Although the incidence and prevalence of IBD among older adults are rapidly increasing, there is a lack of evidence-based treatment guidance for these patients, who represent less than 5% of participants in IBD-related clinical trials, wrote Siddharth Singh, MD, a gastroenterologist and assistant professor of medicine at the University of California, San Diego, and colleagues.
“Older patients are frequently undertreated and mismanaged with long-term corticosteroid use and limited use of steroid-sparing therapies owing to patients’ and clinicians’ concerns about the safety of immunosuppressive therapy,” the authors wrote. “There is considerable need for evidence-based treatment guidance for older patients with IBD.”
The researchers undertook an observational study of the comparative effectiveness of vedolizumab versus TNF antagonists (namely infliximab, adalimumab, and golimumab) among older patients with IBD in Denmark. Using the Danish National Patient Register, the authors included 754 patients aged 50 years and older who received treatment between 2005 and 2018.
The primary effectiveness outcome was treatment failure, defined as the composite 1-year risk of IBD-related hospitalization, IBD-related surgery, or a new corticosteroid prescription more than 6 weeks after initiation of treatment with a biologic. Secondary effectiveness outcomes included time to each component included in the composite score.
The primary safety outcome was the risk of serious infections, defined as those that required hospitalization. Secondary safety outcomes were risk of cancer and major adverse cardiovascular or venous thromboembolic events.
The researchers conducted a 1:1 propensity score-matched analysis, accounting for patient, disease, and treatment factors. The 754 patients included 377 incident users of vedolizumab, including 177 with Crohn’s disease; and 377 incident users of TNF antagonists, including 182 with Crohn’s disease. The average follow-up after treatment initiation occurred between 32 and 40 weeks.
Notably, patients treated with vedolizumab were more likely than those treated with TNF antagonists to have multimorbidity, at 16.2% versus 14.1%, and a higher burden of frailty, at 2.7% versus 1.9%. No significant differences were observed in the proportion of patients with recent immunomodulator and corticosteroid exposure.
Overall, vedolizumab was associated with a 31% increased risk of treatment failure (45.4%), compared with TNF antagonists (34.7%). This included an increased risk of IBD-related hospitalization (27.8% versus 16.3%) and IBD-related major abdominal surgery (21.3% versus 8%).

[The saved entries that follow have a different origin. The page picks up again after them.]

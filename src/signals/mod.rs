//! Per-record classification and result-set rollups.

pub mod classify;
pub mod frequency;
pub mod stats;

pub use classify::{is_successful, AlertStatus, CallOutcome, Sentiment};
pub use frequency::{normalize, top_labels, LabelCount, TOP_K};
pub use stats::{summarize, DerivedStats, Metric, SentimentBreakdown};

Among patients with Crohn’s disease, vedolizumab was associated with a 77% increased risk of treatment failure, as well as a greater need for corticosteroids. There was no significant difference in the risk of treatment failure or need for corticosteroids in patients with ulcerative colitis
No significant differences were seen in the risk of serious infections between patients treated with vedolizumab or TNF antagonists, at 8.2% versus 8.7%. This didn’t change by IBD phenotype, age at time of biologic therapy initiation, or treatment with biologic monotherapy versus combination therapy with immunomodulators.
The overall incidence of major adverse cardiovascular or venous thromboembolic events was similar among the groups. Rates of new malignant neoplasms were low, with fewer than five events.
In a subgroup analysis based on the Charlson Comorbidity Index, vedolizumab was associated with a 63% increased risk of treatment failure for patients without comorbidities but not for patients with comorbidities.
“This study adds to the body of literature comparing vedolizumab and anti-TNF in older adults. The findings have been mixed, in some part due to differences in study designs,” said Ashwin N. Ananthakrishnan, MBBS, MPH, associate professor of medicine at Harvard Medical School and a gastroenterologist at Massachusetts General Hospital, both in Boston.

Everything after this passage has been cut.